The `xxx' indicates any possible pattern of bits.
Answer the following questions. For each question, give an explanation
to justify your answer.
- Is this ISA a CISC or RISC architecture?
- What is the maximum number of general purpose registers?
- What is the data bus size for the CPU?
- What is the address bus size for the CPU?
- What is the maximum number of instructions in this ISA?
- For each instruction format, how many operands does it have?
- What is the size of each general purpose register, in bits?
- Which instruction format would be used to:
- subtract one register from another?
- jump to the first instruction in a function?
- branch if the last ALU result was zero?
- increment a register value by 12?
Answers to Question Two
- I'd say a CISC architecture as there are three instruction formats
each of different length: 8 bits, 16 bits and 24 bits. RISC architectures
usually use a single fixed-width instruction, typically one word long.
- The Register fields are 2 bits, so that would indicate 4 registers
(numbered 00, 01, 10, 11).
- The largest literal value is 16 bits, so I would expect the registers
to be able to hold these values. And assuming that the registers can
also load/store to/from memory, that would make the data bus 16 bits
wide, too. Some people argued 8 bits here, as the instructions are
sized in groups of 8, so that was also a reasonable choice.
- The Address field is 16 bits, so I would expect the address bus to
be 16 bits wide, too.
- The first instruction format has 3 opcode xxx bits, so max 8 here.
The second has 4 opcode xxxx bits, so 16 max. Ditto the last format,
so altogether 8+16+16 = 40 instructions max.
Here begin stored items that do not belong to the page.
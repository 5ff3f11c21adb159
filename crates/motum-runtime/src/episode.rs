//! [`EpisodeContext`] – everything one motion episode owns.
//!
//! The context is created when a motion request arrives and dropped when the
//! episode ends; nothing about an episode lives anywhere else.  Every leaf of
//! the control tree receives it by `&mut`.
//!
//! Within a tick the joint state is written only by the sync step; every
//! later step reads it.

use std::collections::BTreeMap;
use std::sync::Arc;
use std::sync::atomic::{AtomicBool, Ordering};

use chrono::{DateTime, Utc};
use motum_goals::{CollisionSynthesizer, CompiledGoal, GoalCompiler};
use motum_hal::{JointStateSlot, KinematicModel, ProximityService, RobotInterface, Solver};
use motum_kernel::{FeedWatchdog, MonitorSnapshot, TaskStatus};
use motum_types::{Constraint, ControllerConfig, JointState, MotionRequest, MotumError};
use uuid::Uuid;

use crate::convergence::ConvergenceWindow;

/// Name under which the joint-state feed is tracked by the watchdog.
pub const JOINT_STATE_FEED: &str = "joint_states";

/// Ticks the joint-state feed may skip before it is reported stale.
const FEED_ALLOWANCE_TICKS: u64 = 10;

// ─────────────────────────────────────────────────────────────────────────────
// Cancellation
// ─────────────────────────────────────────────────────────────────────────────

/// Out-of-band request to abort an episode.  Clones share one flag.
#[derive(Debug, Clone, Default)]
pub struct CancelToken(Arc<AtomicBool>);

impl CancelToken {
    pub fn new() -> Self {
        Self::default()
    }

    pub fn cancel(&self) {
        self.0.store(true, Ordering::SeqCst);
    }

    pub fn is_cancelled(&self) -> bool {
        self.0.load(Ordering::SeqCst)
    }
}

// ─────────────────────────────────────────────────────────────────────────────
// Collaborators
// ─────────────────────────────────────────────────────────────────────────────

/// The outside world as seen by one episode.
pub struct Collaborators {
    pub model: Arc<dyn KinematicModel>,
    pub proximity: Box<dyn ProximityService>,
    pub solver: Box<dyn Solver>,
    pub robot: Box<dyn RobotInterface>,
    pub feed: Arc<JointStateSlot>,
}

// ─────────────────────────────────────────────────────────────────────────────
// EpisodeContext
// ─────────────────────────────────────────────────────────────────────────────

pub struct EpisodeContext {
    pub id: Uuid,
    pub started_at: DateTime<Utc>,
    pub config: ControllerConfig,
    pub request: MotionRequest,
    pub compiler: Arc<GoalCompiler>,

    pub model: Arc<dyn KinematicModel>,
    pub proximity: Box<dyn ProximityService>,
    pub solver: Box<dyn Solver>,
    pub robot: Box<dyn RobotInterface>,
    pub feed: Arc<JointStateSlot>,
    pub cancel: CancelToken,

    // ── World ────────────────────────────────────────────────────────────────
    pub state: JointState,
    /// At least one sample has arrived.
    pub has_sample: bool,
    pub watchdog: FeedWatchdog,
    pub sensor_timeouts: u64,
    pub consecutive_timeouts: u32,

    // ── Compiled goal ────────────────────────────────────────────────────────
    pub goal: Option<CompiledGoal>,
    pub collisions: Option<CollisionSynthesizer>,

    // ── Per tick ─────────────────────────────────────────────────────────────
    /// Index of the tick in progress; equals the number of recorded ticks.
    pub tick: u64,
    pub time: f64,
    /// Monitor values evaluated this tick, waiting for their task states.
    pub monitor_snapshot: Option<MonitorSnapshot>,
    pub task_status: Vec<TaskStatus>,
    /// Constraints handed to the solver this tick.
    pub solver_constraints: BTreeMap<String, Constraint>,
    pub command: BTreeMap<String, f64>,
    pub convergence: ConvergenceWindow,

    /// First failure of the episode; once set every tick short-circuits.
    pub fault: Option<MotumError>,
}

impl EpisodeContext {
    pub fn new(
        collaborators: Collaborators,
        compiler: Arc<GoalCompiler>,
        request: MotionRequest,
        config: ControllerConfig,
    ) -> Self {
        let mut watchdog = FeedWatchdog::new();
        watchdog.register(JOINT_STATE_FEED, FEED_ALLOWANCE_TICKS);
        let convergence = ConvergenceWindow::new(config.convergence_window, config.convergence_velocity);
        Self {
            id: Uuid::new_v4(),
            started_at: Utc::now(),
            config,
            request,
            compiler,
            model: collaborators.model,
            proximity: collaborators.proximity,
            solver: collaborators.solver,
            robot: collaborators.robot,
            feed: collaborators.feed,
            cancel: CancelToken::new(),
            state: JointState::default(),
            has_sample: false,
            watchdog,
            sensor_timeouts: 0,
            consecutive_timeouts: 0,
            goal: None,
            collisions: None,
            tick: 0,
            time: 0.0,
            monitor_snapshot: None,
            task_status: Vec::new(),
            solver_constraints: BTreeMap::new(),
            command: BTreeMap::new(),
            convergence,
            fault: None,
        }
    }

    /// Replace the cancellation flag with one shared with the caller.
    pub fn with_cancel_token(mut self, token: CancelToken) -> Self {
        self.cancel = token;
        self
    }

    /// Record `error` in the fault slot unless an earlier one is there.
    pub fn raise(&mut self, error: MotumError) -> MotumError {
        self.fault.get_or_insert(error).clone()
    }
}

#[cfg(test)]
mod tests {
    use super::*;

    #[test]
    fn cancel_token_clones_share_state() {
        let token = CancelToken::new();
        let other = token.clone();
        assert!(!other.is_cancelled());
        token.cancel();
        assert!(other.is_cancelled());
    }
}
- 1st format has two operands, both registers. 2nd format has two operands,
a register and a literal value. 3rd format has two operands, a register
and an address or literal value.
- The largest literal value is 16 bits, so I would expect the registers
to be able to hold these values. Registers are also usually the same
size as the data bus.
-
- 1st format, as it has 2 register operands
- 3rd format, as it has an address operand
- Either 2nd or 3rd format, as both have a literal value which can be
used to calculate PC+offset for the branch
- The value 12 fits into 8 bits, so 12 would fit into the literal field
in the 2nd format.
Comments: Remember that RISC doesn't mean fewer instructions,
just simpler instructions. Also remember that I'm trying to find out
what you know in an exam. If you just write down "16 bit data
bus", I don't know why you chose that value. If you left out your
justification, I had to assume that you were guessing, and so I awarded
half marks.
Question Three
Write a MIPS assembly language function which takes two arguments:
the address of a NUL terminated String, and the ASCII byte value of
a character. The function will count how many times the given character
appears in the given String, and returns the result in the usual MIPS
fashion.
Please document each MIPS instruction with a short comment. The marking
guide is as follows:
- Create a suitable stack frame for the function.
- Preserve the caller function's registers.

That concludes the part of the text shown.